El sacerdote, el consagrado está llamado a vivir las inquietudes y las esperanzas de su gente; a actuar en los contextos concretos de su tiempo, con frecuencia caracterizado por tensión, discordia, desconfianza, precariedad y pobreza. Ante las situaciones más dolorosas, pidamos a Dios un corazón que sepa conmoverse, capacidad de empatía; no hay mejor testimonio que estar cerca de las necesidades materiales y espirituales de los demás. Es nuestra tarea como obispos, sacerdotes y religiosos hacer sentir a las personas la cercanía de Dios, su mano que conforta y sana; acercarse a las heridas y a las lágrimas de nuestro pueblo; no nos cansemos de abrir el corazón y de tender la mano a cuantos nos piden ayuda y a cuantos, quizás por pudor, no la piden, pero tienen gran necesidad. A este respecto, deseo expresar mi reconocimiento a las religiosas, por todo lo que hacen con generosidad y sobre todo por su presencia fiel y solícita.

Queridos sacerdotes, religiosos y religiosas, os animo a proseguir con alegría vuestro servicio pastoral, cuya fecundidad viene de la fe y la gracia, pero también del testimonio de una vida humilde y despegada de los intereses del mundo. No caigáis, por favor, en la tentación de formar una especie de elite cerrada en sí misma. El generoso y transparente testimonio sacerdotal y religioso constituyen un ejemplo y un estímulo para los seminaristas y para cuantos el Señor llama a servirlo. Estando al lado de los jóvenes, invitándolos a compartir experiencias de servicio y de oración, los ayudáis a descubrir el amor de Cristo y a abrirse a la llamada del Señor. Que los fieles laicos puedan ver en vosotros aquel amor fiel y generoso que Cristo ha dejado como testamento a sus discípulos.

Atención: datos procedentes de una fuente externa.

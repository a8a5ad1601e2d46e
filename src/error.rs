//! Marketplace error taxonomy
//!
//! Every failure a marketplace operation can surface, grouped into the kinds
//! a request handler reacts to. Lower-level errors convert into their kind.

use thiserror::Error;

use crate::core::{OutputReference, ScriptError, TransactionError};
use crate::crypto::KeyError;
use crate::proof::BundleError;
use crate::salelock::TermsError;
use crate::unlock::UnlockError;

/// Category of a marketplace error
#[derive(Debug, Clone, Copy, PartialEq, Eq, Hash)]
pub enum ErrorKind {
    Validation,
    IncompleteBundle,
    IncompleteSignature,
    InvalidListing,
    Rejected,
    Conflict,
    NotFound,
    Service,
}

/// Marketplace operation errors
#[derive(Error, Debug)]
pub enum MarketError {
    #[error("Validation failed: {0}")]
    Validation(String),
    #[error("Invalid sale terms: {0}")]
    Terms(#[from] TermsError),
    #[error("Script error: {0}")]
    Script(#[from] ScriptError),
    #[error("Transaction error: {0}")]
    Transaction(#[from] TransactionError),
    #[error("Key error: {0}")]
    Key(#[from] KeyError),
    #[error("Incomplete proof bundle: {0}")]
    IncompleteBundle(#[from] BundleError),
    #[error("Incomplete signature: {0}")]
    IncompleteSignature(String),
    #[error("Invalid listing: {0}")]
    InvalidListing(String),
    #[error("Broadcast rejected (retryable: {retryable}): {message}")]
    Rejected { retryable: bool, message: String },
    #[error("Conflict: {0}")]
    Conflict(String),
    #[error("Output not found: {0}")]
    NotFound(OutputReference),
    #[error("Signing service error: {0}")]
    Service(String),
}

impl MarketError {
    /// The taxonomy kind of this error
    pub fn kind(&self) -> ErrorKind {
        match self {
            MarketError::Validation(_)
            | MarketError::Terms(_)
            | MarketError::Script(_)
            | MarketError::Transaction(_)
            | MarketError::Key(_) => ErrorKind::Validation,
            MarketError::IncompleteBundle(_) => ErrorKind::IncompleteBundle,
            MarketError::IncompleteSignature(_) => ErrorKind::IncompleteSignature,
            MarketError::InvalidListing(_) => ErrorKind::InvalidListing,
            MarketError::Rejected { .. } => ErrorKind::Rejected,
            MarketError::Conflict(_) => ErrorKind::Conflict,
            MarketError::NotFound(_) => ErrorKind::NotFound,
            MarketError::Service(_) => ErrorKind::Service,
        }
    }

    /// Whether retrying the same signed transaction may succeed
    pub fn is_retryable(&self) -> bool {
        matches!(self, MarketError::Rejected { retryable: true, .. })
    }

    /// Message suitable for end users; never carries service internals
    pub fn safe_message(&self) -> String {
        match self {
            MarketError::Terms(e) => e.to_string(),
            MarketError::Validation(_)
            | MarketError::Script(_)
            | MarketError::Transaction(_)
            | MarketError::Key(_) => "The request is not valid for this item".to_string(),
            MarketError::IncompleteBundle(_) => {
                "The item's history could not be assembled".to_string()
            }
            MarketError::IncompleteSignature(_) => {
                "The transaction could not be fully signed".to_string()
            }
            MarketError::InvalidListing(_) => "The listing could not be verified".to_string(),
            MarketError::Rejected {
                retryable: true, ..
            } => "The network is busy, please try again".to_string(),
            MarketError::Rejected { .. } => "The transaction was rejected".to_string(),
            MarketError::Conflict(_) => {
                "This item has already been sold or withdrawn".to_string()
            }
            MarketError::NotFound(_) => "The item could not be found".to_string(),
            MarketError::Service(_) => "The wallet service is unavailable".to_string(),
        }
    }
}

impl From<UnlockError> for MarketError {
    fn from(e: UnlockError) -> Self {
        match e {
            UnlockError::Transaction(TransactionError::MissingSourceOutput(index)) => {
                MarketError::IncompleteSignature(format!(
                    "input {} has no source transaction",
                    index
                ))
            }
            UnlockError::WrongKey => {
                MarketError::IncompleteSignature("signing key does not match".to_string())
            }
            other => MarketError::Validation(other.to_string()),
        }
    }
}

#[cfg(test)]
mod tests {
    use super::*;

    #[test]
    fn test_kinds() {
        assert_eq!(
            MarketError::from(TermsError::ZeroPrice).kind(),
            ErrorKind::Validation
        );
        assert_eq!(
            MarketError::from(UnlockError::Underpayment { paid: 999, price: 1000 }).kind(),
            ErrorKind::Validation
        );
        assert_eq!(
            MarketError::from(UnlockError::Transaction(
                TransactionError::MissingSourceOutput(0)
            ))
            .kind(),
            ErrorKind::IncompleteSignature
        );
        assert_eq!(
            MarketError::Conflict("spent".to_string()).kind(),
            ErrorKind::Conflict
        );
    }

    #[test]
    fn test_retryable() {
        let transient = MarketError::Rejected {
            retryable: true,
            message: "mempool full".to_string(),
        };
        let structural = MarketError::Rejected {
            retryable: false,
            message: "fee too low".to_string(),
        };
        assert!(transient.is_retryable());
        assert!(!structural.is_retryable());
        assert!(!MarketError::Conflict(String::new()).is_retryable());
    }

    #[test]
    fn test_safe_message_hides_internals() {
        let err = MarketError::Service("wallet db at 10.0.0.3 refused connection".to_string());
        assert!(!err.safe_message().contains("10.0.0.3"));

        let err = MarketError::Rejected {
            retryable: false,
            message: "node rejected: mandatory-script-verify-flag-failed".to_string(),
        };
        assert!(!err.safe_message().contains("mandatory"));
    }
}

Y una palabra en particular para vosotros, queridos seminaristas. Entre los bellos testimonios de consagrados de vuestra tierra, recordamos al siervo de Dios Petar Barbarić. Él une Herzegovina, donde nace, con Bosnia, donde emite su profesión, y une también a todo el clero, tanto diocesano como religioso. Este joven candidato al sacerdocio, con su vida virtuosa, sea para todos un gran ejemplo.

La Virgen María está siempre con nosotros, como madre atenta. Ella es la primera discípula del Señor y ejemplo de vida dedicada a Él y a los hermanos. Cuando nos encontramos en una dificultad o ante una situación que nos hace sentir impotentes, nos dirigimos a Ella con confianza de hijos. Y Ella siempre nos dice –como en las bodas de Caná– : «Haced lo que Él os diga» (Jn 2,5). Nos enseña a escuchar a Jesús y a seguir su Palabra, pero con fe. Este es su secreto, que como madre nos quiere transmitir: la fe, aquella fe genuina, de la que basta una migaja para mover montañas.

Con este confiado abandono, podemos servir al Señor con alegría y ser por dondequiera sembradores de esperanza. Os aseguro mi recuerdo en la oración y bendigo de corazón a todos vosotros y a vuestras comunidades. Por favor, no os olvidéis de rezar por mí.